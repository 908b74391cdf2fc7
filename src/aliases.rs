//! Alias catalog: logical field name → ordered physical name candidates.
//!
//! The built-in catalog covers the field names seen across schema revisions of
//! the source store. Operators can prepend or replace entries through
//! configuration; the catalog is built once at startup and never mutated.

use indexmap::IndexMap;
use serde::{Deserialize, Serialize};
use std::collections::HashMap;

use crate::lanes::{LANES, SUB_LANES};

/// Logical keys used by the assembler.
pub mod keys {
    pub const WORKFLOW_LINK: &str = "workflow_link";
    pub const ENTITY_LINK: &str = "entity_link";
    pub const CONTENT_TYPE_LINK: &str = "content_type_link";

    pub const GOAL: &str = "goal";
    pub const TOPIC: &str = "topic";
    pub const USER_INPUT: &str = "user_input";
    pub const NOTES: &str = "notes";

    pub const AUDIENCE: &str = "audience";
    pub const AUDIENCE_PAIN_POINTS: &str = "audience_pain_points";

    pub const ENTITY_NAME: &str = "entity_name";
    pub const ENTITY_DESCRIPTION: &str = "entity_description";
    pub const ENTITY_VOICE: &str = "entity_voice";
    pub const ENTITY_WEBSITE: &str = "entity_website";

    pub const CONTENT_TYPE_NAME: &str = "content_type_name";
    pub const DESTINATION: &str = "destination";
    pub const FIELD_SCHEMA: &str = "field_schema";
    pub const VALIDATORS: &str = "validators";

    pub const WORKFLOW_NAME: &str = "workflow_name";
    pub const WORKFLOW_RULES: &str = "workflow_rules";
    pub const PROVIDER: &str = "provider";
    pub const MODEL: &str = "model";

    pub fn branch_toggle(lane: char) -> String {
        format!("branch_toggle.{lane}")
    }

    pub fn prompt(sub_lane: &str) -> String {
        format!("prompt.{sub_lane}")
    }
}

#[derive(Debug, Clone, Copy, PartialEq, Eq, Serialize, Deserialize)]
#[serde(rename_all = "snake_case")]
pub enum AliasCategory {
    Link,
    Toggle,
    Prompt,
    Content,
}

#[derive(Debug, Clone, PartialEq, Eq)]
pub struct AliasEntry {
    pub category: AliasCategory,
    pub aliases: Vec<String>,
}

/// Alias adjustments from configuration, keyed by logical name.
#[derive(Debug, Clone, Default, Serialize, Deserialize)]
pub struct AliasConfig {
    /// Candidates tried before the built-in list.
    #[serde(default)]
    pub prepend: HashMap<String, Vec<String>>,

    /// Full replacements for the built-in list.
    #[serde(default)]
    pub replace: HashMap<String, Vec<String>>,
}

#[derive(Debug, Clone)]
pub struct AliasCatalog {
    entries: IndexMap<String, AliasEntry>,
}

const LINKS: &[(&str, &[&str])] = &[
    (
        keys::WORKFLOW_LINK,
        &["Workflow", "Workflows", "Linked Workflow", "workflow", "workflow_id"],
    ),
    (
        keys::ENTITY_LINK,
        &["Entity", "Brand", "Client", "Company", "entity", "entity_id"],
    ),
    (
        keys::CONTENT_TYPE_LINK,
        &["Content Type", "Content Types", "Type", "content_type", "content_type_id"],
    ),
];

const CONTENT: &[(&str, &[&str])] = &[
    (keys::GOAL, &["Goal", "Objective", "Goals", "goal"]),
    (keys::TOPIC, &["Topic", "Title", "Subject", "topic"]),
    (keys::USER_INPUT, &["User Input", "Brief", "Input", "Request", "user_input"]),
    (keys::NOTES, &["Notes", "Additional Notes", "Context", "notes"]),
    (keys::AUDIENCE, &["Audience", "Target Audience", "Audience Profile", "audience"]),
    (
        keys::AUDIENCE_PAIN_POINTS,
        &["Pain Points", "Audience Pain Points", "pain_points"],
    ),
    (keys::ENTITY_NAME, &["Name", "Entity Name", "Brand Name", "Company Name"]),
    (keys::ENTITY_DESCRIPTION, &["Description", "About", "Overview"]),
    (keys::ENTITY_VOICE, &["Voice", "Brand Voice", "Tone", "Tone of Voice"]),
    (keys::ENTITY_WEBSITE, &["Website", "URL", "Site"]),
    (keys::CONTENT_TYPE_NAME, &["Name", "Content Type", "Type Name"]),
    (
        keys::DESTINATION,
        &["Destination", "Publish Destination", "Channel", "Platform"],
    ),
    (
        keys::FIELD_SCHEMA,
        &["Field Schema", "Fields", "Output Fields", "Schema"],
    ),
    (
        keys::VALIDATORS,
        &["Validators", "Validation Rules", "Validation"],
    ),
    (keys::WORKFLOW_NAME, &["Name", "Workflow Name"]),
    (keys::WORKFLOW_RULES, &["Rules", "Workflow Rules", "Guidelines"]),
    (keys::PROVIDER, &["Provider", "Execution Provider", "LLM Provider"]),
    (keys::MODEL, &["Model", "LLM Model", "Model Name"]),
];

impl AliasCatalog {
    /// The built-in catalog.
    pub fn builtin() -> Self {
        let mut entries = IndexMap::new();

        for (key, aliases) in LINKS {
            entries.insert(key.to_string(), entry(AliasCategory::Link, aliases));
        }

        for lane in LANES {
            let lower = lane.to_ascii_lowercase();
            entries.insert(
                keys::branch_toggle(lane),
                AliasEntry {
                    category: AliasCategory::Toggle,
                    aliases: vec![
                        format!("Branch {lane}"),
                        format!("branch_{lower}"),
                        format!("Enable {lane}"),
                        format!("{lane} Enabled"),
                    ],
                },
            );
            for suffix in SUB_LANES {
                let sub_lane = format!("{lane}{suffix}");
                entries.insert(
                    keys::prompt(&sub_lane),
                    AliasEntry {
                        category: AliasCategory::Prompt,
                        aliases: vec![
                            format!("{sub_lane} Prompt"),
                            format!("Prompt {sub_lane}"),
                            sub_lane.clone(),
                        ],
                    },
                );
            }
        }

        for (key, aliases) in CONTENT {
            entries.insert(key.to_string(), entry(AliasCategory::Content, aliases));
        }

        Self { entries }
    }

    /// The built-in catalog with configured adjustments applied. Unknown
    /// logical keys in `replace` are added as content fields.
    pub fn with_config(config: &AliasConfig) -> Self {
        let mut catalog = Self::builtin();
        for (key, aliases) in &config.replace {
            let category = catalog
                .entries
                .get(key)
                .map(|e| e.category)
                .unwrap_or(AliasCategory::Content);
            catalog.entries.insert(
                key.clone(),
                AliasEntry {
                    category,
                    aliases: aliases.clone(),
                },
            );
        }
        for (key, extra) in &config.prepend {
            let entry = catalog
                .entries
                .entry(key.clone())
                .or_insert_with(|| AliasEntry {
                    category: AliasCategory::Content,
                    aliases: Vec::new(),
                });
            let mut merged = extra.clone();
            merged.extend(entry.aliases.iter().filter(|a| !extra.contains(a)).cloned());
            entry.aliases = merged;
        }
        catalog
    }

    /// Ordered candidates for a logical key; empty when the key is unknown.
    pub fn aliases(&self, key: &str) -> &[String] {
        self.entries
            .get(key)
            .map(|e| e.aliases.as_slice())
            .unwrap_or(&[])
    }

    pub fn category(&self, key: &str) -> Option<AliasCategory> {
        self.entries.get(key).map(|e| e.category)
    }

    /// Logical keys in a category, in catalog order.
    pub fn keys_in(&self, category: AliasCategory) -> impl Iterator<Item = &str> {
        self.entries
            .iter()
            .filter(move |(_, e)| e.category == category)
            .map(|(k, _)| k.as_str())
    }
}

impl Default for AliasCatalog {
    fn default() -> Self {
        Self::builtin()
    }
}

fn entry(category: AliasCategory, aliases: &[&str]) -> AliasEntry {
    AliasEntry {
        category,
        aliases: aliases.iter().map(|a| a.to_string()).collect(),
    }
}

•••••

[Work task]: Everything in the listing above needs to be copied exactly.

[Response to the task]:
repository 908b74391cdf2fc7
filename src/aliases.rs
//! Alias catalog: logical field name → ordered physical name candidates.
//!
//! The built-in catalog covers the field names seen across schema revisions of
//! the source store. Operators can prepend or replace entries through
//! configuration; the catalog is built once at startup and never mutated.

use indexmap::IndexMap;
use serde::{Deserialize, Serialize};
use std::collections::HashMap;

use crate::lanes::{LANES, SUB_LANES};

/// Logical keys used by the assembler.
pub mod keys {
    pub const WORKFLOW_LINK: &str = "workflow_link";
    pub const ENTITY_LINK: &str = "entity_link";
    pub const CONTENT_TYPE_LINK: &str = "content_type_link";

    pub const GOAL: &str = "goal";
    pub const TOPIC: &str = "topic";
    pub const USER_INPUT: &str = "user_input";
    pub const NOTES: &str = "notes";

    pub const AUDIENCE: &str = "audience";
    pub const AUDIENCE_PAIN_POINTS: &str = "audience_pain_points";

    pub const ENTITY_NAME: &str = "entity_name";
    pub const ENTITY_DESCRIPTION: &str = "entity_description";
    pub const ENTITY_VOICE: &str = "entity_voice";
    pub const ENTITY_WEBSITE: &str = "entity_website";

    pub const CONTENT_TYPE_NAME: &str = "content_type_name";
    pub const DESTINATION: &str = "destination";
    pub const FIELD_SCHEMA: &str = "field_schema";
    pub const VALIDATORS: &str = "validators";

    pub const WORKFLOW_NAME: &str = "workflow_name";
    pub const WORKFLOW_RULES: &str = "workflow_rules";
    pub const PROVIDER: &str = "provider";
    pub const MODEL: &str = "model";

    pub fn branch_toggle(lane: char) -> String {
        format!("branch_toggle.{lane}")
    }

    pub fn prompt(sub_lane: &str) -> String {
        format!("prompt.{sub_lane}")
    }
}

#[derive(Debug, Clone, Copy, PartialEq, Eq, Serialize, Deserialize)]
#[serde(rename_all = "snake_case")]
pub enum AliasCategory {
    Link,
    Toggle,
    Prompt,
    Content,
}

#[derive(Debug, Clone, PartialEq, Eq)]
pub struct AliasEntry {
    pub category: AliasCategory,
    pub aliases: Vec<String>,
}

/// Alias adjustments from configuration, keyed by logical name.
#[derive(Debug, Clone, Default, Serialize, Deserialize)]
pub struct AliasConfig {
    /// Candidates tried before the built-in list.
    #[serde(default)]
    pub prepend: HashMap<String, Vec<String>>,

    /// Full replacements for the built-in list.
    #[serde(default)]
    pub replace: HashMap<String, Vec<String>>,
}

#[derive(Debug, Clone)]
pub struct AliasCatalog {
    entries: IndexMap<String, AliasEntry>,
}

const LINKS: &[(&str, &[&str])] = &[
    (
        keys::WORKFLOW_LINK,
        &["Workflow", "Workflows", "Linked Workflow", "workflow", "workflow_id"],
    ),
    (
        keys::ENTITY_LINK,
        &["Entity", "Brand", "Client", "Company", "entity", "entity_id"],
    ),
    (
        keys::CONTENT_TYPE_LINK,
        &["Content Type", "Content Types", "Type", "content_type", "content_type_id"],
    ),
];

const CONTENT: &[(&str, &[&str])] = &[
    (keys::GOAL, &["Goal", "Objective", "Goals", "goal"]),
    (keys::TOPIC, &["Topic", "Title", "Subject", "topic"]),
    (keys::USER_INPUT, &["User Input", "Brief", "Input", "Request", "user_input"]),
    (keys::NOTES, &["Notes", "Additional Notes", "Context", "notes"]),
    (keys::AUDIENCE, &["Audience", "Target Audience", "Audience Profile", "audience"]),
    (
        keys::AUDIENCE_PAIN_POINTS,
        &["Pain Points", "Audience Pain Points", "pain_points"],
    ),
    (keys::ENTITY_NAME, &["Name", "Entity Name", "Brand Name", "Company Name"]),
    (keys::ENTITY_DESCRIPTION, &["Description", "About", "Overview"]),
    (keys::ENTITY_VOICE, &["Voice", "Brand Voice", "Tone", "Tone of Voice"]),
    (keys::ENTITY_WEBSITE, &["Website", "URL", "Site"]),
    (keys::CONTENT_TYPE_NAME, &["Name", "Content Type", "Type Name"]),
    (
        keys::DESTINATION,
        &["Destination", "Publish Destination", "Channel", "Platform"],
    ),
    (
        keys::FIELD_SCHEMA,
        &["Field Schema", "Fields", "Output Fields", "Schema"],
    ),
    (
        keys::VALIDATORS,
        &["Validators", "Validation Rules", "Validation"],
    ),
    (keys::WORKFLOW_NAME, &["Name", "Workflow Name"]),
    (keys::WORKFLOW_RULES, &["Rules", "Workflow Rules", "Guidelines"]),
    (keys::PROVIDER, &["Provider", "Execution Provider", "LLM Provider"]),
    (keys::MODEL, &["Model", "LLM Model", "Model Name"]),
];

impl AliasCatalog {
    /// The built-in catalog.
    pub fn builtin() -> Self {
        let mut entries = IndexMap::new();

        for (key, aliases) in LINKS {
            entries.insert(key.to_string(), entry(AliasCategory::Link, aliases));
        }

        for lane in LANES {
            let lower = lane.to_ascii_lowercase();
            entries.insert(
                keys::branch_toggle(lane),
                AliasEntry {
                    category: AliasCategory::Toggle,
                    aliases: vec![
                        format!("Branch {lane}"),
                        format!("branch_{lower}"),
                        format!("Enable {lane}"),
                        format!("{lane} Enabled"),
                    ],
                },
            );
            for suffix in SUB_LANES {
                let sub_lane = format!("{lane}{suffix}");
                entries.insert(
                    keys::prompt(&sub_lane),
                    AliasEntry {
                        category: AliasCategory::Prompt,
                        aliases: vec![
                            format!("{sub_lane} Prompt"),
                            format!("Prompt {sub_lane}"),
                            sub_lane.clone(),
                        ],
                    },
                );
            }
        }

        for (key, aliases) in CONTENT {
            entries.insert(key.to_string(), entry(AliasCategory::Content, aliases));
        }

        Self { entries }
    }

    /// The built-in catalog with configured adjustments applied. Unknown
    /// logical keys in `replace` are added as content fields.
    pub fn with_config(config: &AliasConfig) -> Self {
        let mut catalog = Self::builtin();
        for (key, aliases) in &config.replace {
            let category = catalog
                .entries
                .get(key)
                .map(|e| e.category)
                .unwrap_or(AliasCategory::Content);
            catalog.entries.insert(
                key.clone(),
                AliasEntry {
                    category,
                    aliases: aliases.clone(),
                },
            );
        }
        for (key, extra) in &config.prepend {
            let entry = catalog
                .entries
                .entry(key.clone())
                .or_insert_with(|| AliasEntry {
                    category: AliasCategory::Content,
                    aliases: Vec::new(),
                });
            let mut merged = extra.clone();
            merged.extend(entry.aliases.iter().filter(|a| !extra.contains(a)).cloned());
            entry.aliases = merged;
        }
        catalog
    }

    /// Ordered candidates for a logical key; empty when the key is unknown.
    pub fn aliases(&self, key: &str) -> &[String] {
        self.entries
            .get(key)
            .map(|e| e.aliases.as_slice())
            .unwrap_or(&[])
    }

    pub fn category(&self, key: &str) -> Option<AliasCategory> {
        self.entries.get(key).map(|e| e.category)
    }

    /// Logical keys in a category, in catalog order.
    pub fn keys_in(&self, category: AliasCategory) -> impl Iterator<Item = &str> {
        self.entries
            .iter()
            .filter(move |(_, e)| e.category == category)
            .map(|(k, _)| k.as_str())
    }
}

impl Default for AliasCatalog {
    fn default() -> Self {
        Self::builtin()
    }
}

fn entry(category: AliasCategory, aliases: &[&str]) -> AliasEntry {
    AliasEntry {
        category,
        aliases: aliases.iter().map(|a| a.to_string()).collect(),
    }
}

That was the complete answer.